The African trypanosome Trypanosoma brucei is a parasite of the mammalian bloodstream and tissues, where an antigenically variable Variant Surface Glycoprotein (VSG) coat protects it from immune attack. This dense layer comprised of ∼10⁷ VSG proteins, makes VSG by far the most abundant mRNA (7-10% total) and protein (∼10% total) in the bloodstream form trypanosome. How can such prodigious amounts of VSG be produced from a single VSG gene? Extremely high levels of RNA polymerase I (Pol I) transcription of the active VSG provide part of the explanation. However, recent discoveries highlight the role of pre-mRNA processing, both in maintaining high levels of VSG transcription, as well as its monoallelic expression. Trypanosome mRNAs are matured through trans-splicing a spliced leader (SL) RNA to the 5' end of precursor transcripts, meaning abundant SL RNA is required throughout the nucleus.
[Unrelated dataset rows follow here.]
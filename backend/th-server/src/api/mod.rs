pub mod delete_response;
pub mod error;
pub mod tickets;
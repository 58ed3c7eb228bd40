pub mod admin;
pub mod api;
pub mod app_state;
pub mod error;
pub mod health;
pub mod logger;
pub mod routes;


pub use api::{
    delete_response::DeleteResponse,
    error::ApiError,
    error::Result as ApiResult,
    tickets::{
        create_ticket_request::CreateTicketRequest,
        ticket_list_response::TicketListResponse,
        ticket_response::TicketResponse,
        tickets::{create_ticket, delete_ticket, get_ticket, list_tickets, update_ticket},
    },
};
pub use app_state::AppState;

pub use crate::routes::build_router;
use thiserror::Error;

#[derive(Error, Debug)]
pub enum ServerError {
    #[error("Failed to open log file {path}: {source}")]
    LogFile {
        path: String,
        #[source]
        source: std::io::Error,
    },

    #[error("Logger error: {message}")]
    Logger { message: String },
}

pub type Result<T> = std::result::Result<T, ServerError>;
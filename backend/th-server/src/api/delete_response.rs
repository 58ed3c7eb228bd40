use serde::Serialize;

/// Body returned by a successful delete
#[derive(Debug, Serialize)]
#[serde(rename_all = "camelCase")]
pub struct DeleteResponse {
    pub deleted_id: i64,
}
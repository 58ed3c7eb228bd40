use crate::{ConfigError, ConfigErrorResult, DEFAULT_HOST, DEFAULT_PORT, MIN_PORT};

use serde::Deserialize;

#[derive(Debug, Clone, Deserialize)]
#[serde(default)]
pub struct ServerConfig {
    pub host: String,
    pub port: u16,
}

impl Default for ServerConfig {
    fn default() -> Self {
        Self {
            host: String::from(DEFAULT_HOST),
            port: DEFAULT_PORT,
        }
    }
}

impl ServerConfig {
    pub fn validate(&self) -> ConfigErrorResult<()> {
        // Port 0 lets the OS pick
        if self.port != 0 && self.port < MIN_PORT {
            return Err(ConfigError::server(format!(
                "server.port must be 0 (auto) or >= {}, got {}",
                MIN_PORT, self.port
            )));
        }

        if self.host.trim().is_empty() {
            return Err(ConfigError::server("server.host cannot be empty"));
        }

        Ok(())
    }
}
However, requirement for SL RNA in the vicinity of the active VSG gene is so intense, that the cell reconfigures its chromatin architecture to facilitate interaction between the SL RNA genes and the active VSG. This presumably ensures that sufficient localised SL RNA is available, and not limiting for VSG mRNA expression. Recently, novel nuclear splicing bodies which appear to provide essential trans-splicing components, have been identified associating with the active VSG. These observations highlight the underappreciated role of pre-mRNA processing in modulating gene expression in trypanosomes. Dissecting the function of these nuclear RNA processing bodies should help us elucidate the mechanisms of both VSG expression and monoallelic exclusion in T. brucei.
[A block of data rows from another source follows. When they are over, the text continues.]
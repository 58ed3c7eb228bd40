use crate::{DEFAULT_LOG_COLORED, DEFAULT_LOG_DIRECTORY, DEFAULT_LOG_LEVEL, LogLevel};

use serde::Deserialize;

#[derive(Debug, Clone, Deserialize)]
#[serde(default)]
pub struct LoggingConfig {
    pub level: LogLevel,
    /// Directory for `file`, relative to the config directory
    pub dir: String,
    /// Log file name; stdout only when unset
    pub file: Option<String>,
    pub colored: bool,
}

impl Default for LoggingConfig {
    fn default() -> Self {
        Self {
            level: LogLevel(DEFAULT_LOG_LEVEL),
            dir: String::from(DEFAULT_LOG_DIRECTORY),
            file: None,
            colored: DEFAULT_LOG_COLORED,
        }
    }
}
Keywords: Trypanosoma brucei; antigenic variation; nuclear architecture; nuclear bodies; trans-splicing; variant surface glycoprotein.

FIGURE 1

An assembly of nuclear bodies congregate at the active VSG expression site At the top a bloodstream form (BF) trypanosome is shown with the nucleus (dashed circle) magnified. This contains an assembly of nuclear bodies (coloured circles) at the active VSG expression site (ES), as well as a nucleolus (blue circle). The active ES has a Pol I promoter indicated with a black flag, various Expression site associated genes (ESAGs) with white boxes, and the VSG with a red box (not drawn to scale). The active ES associates with at least one of the spliced leader (SL) RNA gene arrays, shown with individual SL RNA genes (grey boxes) transcribed from Pol II promoters (white flags). Nuclear bodies are shown below as large coloured circles with selected associated protein components indicated. The Expression site body (ESB) (large green circle) at the active ES is associated with a highly SUMO-ylated focus (HSF) (dark green circle). The Spliced Leader Array Body (SLAB) (red circle) associates with the SL RNA gene arrays, of which at least one is associated with the active ES. Two additional nuclear splicing bodies associating with the active ES include the Cajal Body (violet circle) and a novel NUFIP body (purple circle). These nuclear bodies (with the exception of the ESB) are also found in procyclic form T. brucei. The percentage of BF T. brucei cells in G₁ containing one or more of these nuclear bodies is shown in the respective panels [data from (Budzak et al., 2022)].

FIGURE 2

VSG is the mRNA generated at the highest rate in bloodstream form T. brucei. Schematics show the estimated number of mRNA molecules produced per hour from genes in different genomic loci in bloodstream form Trypanosoma brucei. (A) Schematic of an active VSG expression site containing the most abundant mRNA expressed in bloodstream form T. brucei; VSG. The Pol I ES promoter is indicated with a black flag, and high amounts of Pol I transcription with a thick red arrow. Expression Site Associated Genes (ESAGs) and VSG221 are indicated with coloured boxes, pseudogenes with Ψ (grey boxes), and 70 bp repeats with striped boxes. (B) Schematic showing one of the four procyclin loci, which contain the most abundant mRNAs expressed in procyclic form T. brucei. The Pol I promoter is indicated with a black flag, high levels of Pol I transcription with a thick red arrow, and relevant genes with coloured boxes. (C) Schematic of the tubulin locus, which contains the most abundant mRNAs transcribed by Pol II in T. brucei. The upstream Pol II promoter is indicated with a white flag, and low levels of Pol II transcription with a thin red arrow. Three pairs of alternating α-tubulin and ß-tubulin genes (out of a total of eight per locus) are indicated with coloured boxes. For all graphs, the y-axes are the same scale as in panel (A). Values for mRNA molecules generated per hour were derived from Supplementary Tables 1, 2 in Budzak et al. (2022).